米国大使は「中国共産党が関与」フェンタニル密輸「名古屋経由」疑惑報道の激震

 日本経済新聞が6月に報じた「フェンタニル密輸、名古屋経由か」との記事が波紋を広げている。記事では、近年アメリカで7万人を超える中毒者が死亡するなど、大きな社会問題になっているフェンタニルの原料が、アメリカに密輸される過程で中国籍の人物が代表を務める名古屋の会社を経由している疑惑があると報道。つまり、「遠い出来事」とそ知らぬふりをしていた日本が、密売の抜け道になっていた可能性があることがわかった、というのである。

 フェンタニルはヘロインより50倍、モルヒネより100倍も強力とされるオピオイド系の鎮痛剤。過剰接種による死者が急増する中、トランプ米大統領は1期目の2017年に国家非常事態を宣言。しかし、2期目となった現在も依然問題は解決していない。

「アメリカ政府によれば、2024年9月までの1年間の薬物過剰摂取による死亡者数は前年比で24%減少しているものの、いまだ年間約8万7000人を上回る死亡者が出ているとしています。しかも死亡者の大半は白人。とくにトランプ支持者の多いモンタナやネバダ、ユタなど5州で増加傾向に歯止めがかからないようです」(国際部記者)

 そんな背景を受け、現トランプ政権は今年2月、薬物の流入を防ぐ名目で中国をはじめ、メキシコ、カナダにいわゆるフェンタニル関税を課した。中国の場合、もともと政府が医薬品としてフェンタニル原料を製造する国内企業に補助金を出し製造を奨励してきた。それが20年代初頭から密売人によりカナダやメキシコ経由でアメリカに流入されるようになったと言われる。

「もちろん中国側もその事実を把握していたものの、野放しの状態が続きなんら有効な対策をとってこなかった。カナダやメキシコも同様、見て見ぬふりをしていたことが、今回の高額関税発動に結びついたというわけです」(同)

 ところが、である。もし、日本が密売の抜け道になり、さらに捜査機関がその事実を把握していなかったとなれば、同盟国として面子は丸潰れ。アメリカ側に不信感を抱かれることは言うまでもないだろう。
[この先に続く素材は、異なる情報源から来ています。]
impl RingCoordinator {
    /// Allocates both slots with `capacity` usable bytes each.
    pub fn new(sinks: usize, capacity: usize) -> Result<Self> {
        let make_slot = || -> Result<Slot> {
            Ok(Slot {
                control: Mutex::new(Control {
                    phase: Phase::Empty,
                    filling: false,
                    length: 0,
                    flags: vec![
                        SinkFlags {
                            active: true,
                            consumed: false,
                        };
                        sinks
                    ],
                }),
                filled: Condvar::new(),
                emptied: Condvar::new(),
                payload: RwLock::new(SlotPayload {
                    buffer: AlignedBuffer::new(capacity, DEFAULT_ALIGNMENT)?,
                    length: 0,
                    offset: 0,
                    output_offset: 0,
                    cycle: 0,
                    first_block: 0,
                    is_last: false,
                    checks: Vec::new(),
                }),
            })
        };

        let ring = Self {
            slots: [make_slot()?, make_slot()?],
            active: Mutex::new(vec![true; sinks]),
        };
        if sinks == 0 {
            ring.shutdown();
        }
        Ok(ring)
    }

    #[inline]
    pub fn next(slot: usize) -> usize {
        (slot + 1) % SLOT_COUNT
    }

    pub fn active_sinks(&self) -> usize {
        self.active.lock().iter().filter(|a| **a).count()
    }

    pub fn is_active(&self, sink: SinkId) -> bool {
        self.active.lock().get(sink).copied().unwrap_or(false)
    }

    pub fn is_closed(&self) -> bool {
        self.active_sinks() == 0
    }

    /// Blocks until `slot` may be refilled. Returns `None` once the ring is
    /// closed or the slot already holds the terminal cycle.
    pub fn acquire_for_fill(&self, slot: usize) -> Option<FillGuard<'_>> {
        let s = &self.slots[slot];
        {
            let mut control = s.control.lock();
            while control.phase == Phase::Full {
                s.emptied.wait(&mut control);
            }
            if control.phase == Phase::Last {
                return None;
            }
            control.filling = true;
        }
        Some(FillGuard {
            slot: s,
            payload: Some(s.payload.write()),
        })
    }

    /// Blocks until `slot` holds a cycle `sink` has not drained yet.
    /// Returns `None` when there is nothing more for this sink: the slot is
    /// terminal and empty, or the sink has been withdrawn.
    pub fn acquire_for_drain(&self, slot: usize, sink: SinkId) -> Option<DrainGuard<'_>> {
        let s = &self.slots[slot];
        {
            let mut control = s.control.lock();
            loop {
                if !control.flags[sink].active {
                    return None;
                }
                if control.phase == Phase::Last && control.length == 0 {
                    return None;
                }
                if control.phase != Phase::Empty && !control.filling && !control.flags[sink].consumed {
                    break;
                }
                s.filled.wait(&mut control);
            }
        }
        Some(DrainGuard {
            ring: self,
            slot,
            sink,
            payload: Some(s.payload.read()),
            finished: false,
        })
    }

    /// Permanently withdraws `sink` from both slots.
    pub fn deactivate_sink(&self, sink: SinkId) {
        let remaining = {
            let mut active = self.active.lock();
            match active.get_mut(sink) {
                Some(flag) if *flag => *flag = false,
                _ => return,
            }
            active.iter().filter(|a| **a).count()
        };
        debug!(sink, remaining, "Sink withdrawn from ring");

        if remaining == 0 {
            warn!("No active sinks left, closing ring");
            self.shutdown();
            return;
        }

        for s in &self.slots {
            let mut control = s.control.lock();
            control.flags[sink].active = false;
            Self::release_if_drained(s, &mut control);
            s.filled.notify_all();
        }
    }

    fn mark_drained(&self, slot: usize, sink: SinkId) {
        let s = &self.slots[slot];
        let mut control = s.control.lock();
        control.flags[sink].consumed = true;
        Self::release_if_drained(s, &mut control);
    }

    fn release_if_drained(s: &Slot, control: &mut MutexGuard<'_, Control>) {
        if control.phase == Phase::Full && control.all_active_consumed() {
            control.reset();
            s.emptied.notify_all();
        }
    }

    /// Marks every slot terminal and wakes all waiters. Used when a
    /// participant disappears without publishing or draining.
    pub fn shutdown(&self) {
        self.active.lock().iter_mut().for_each(|a| *a = false);
        for s in &self.slots {
            let mut control = s.control.lock();
            for flag in &mut control.flags {
                flag.active = false;
            }
            control.phase = Phase::Last;
            s.emptied.notify_all();
            s.filled.notify_all();
        }
    }
}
 しかも、6月25日は米財務省が、フェンタニルに絡んだマネーロンダリングにかかわったとする、メキシコを拠点とする金融機関3社に対し制裁措置を発表したばかりとあり、日経の報道を受けたジョージ・グラス駐日米大使は即刻、自身のXに《国からのフェンタニルやその前駆体化学物質の密輸には中国共産党が関与》、さらには《われわれはパートナーである日本と協力することで、こうした化学物質の日本経由での積み替えや流通を防ぎ、両国の地域社会と家族を守ることができます》と投稿。

 この投稿、要は日本の捜査当局に対し「もっとしっかりしろ」とプレッシャーをかけているわけだが、日本国内でもすでにフェンタニルの不正使用問題が発生しており、万が一、名古屋を拠点にした密売組織が絡んでいたとすれば大問題だ。

 ちなみに中国公安省は26日、「ある国がフェンタニル問題で中国に対し意図的に不当な攻撃を仕掛けた」と毎度おなじみのコメントを繰り返しているが、ともあれ、捜査当局による一日も早い真相究明を願うばかりだ。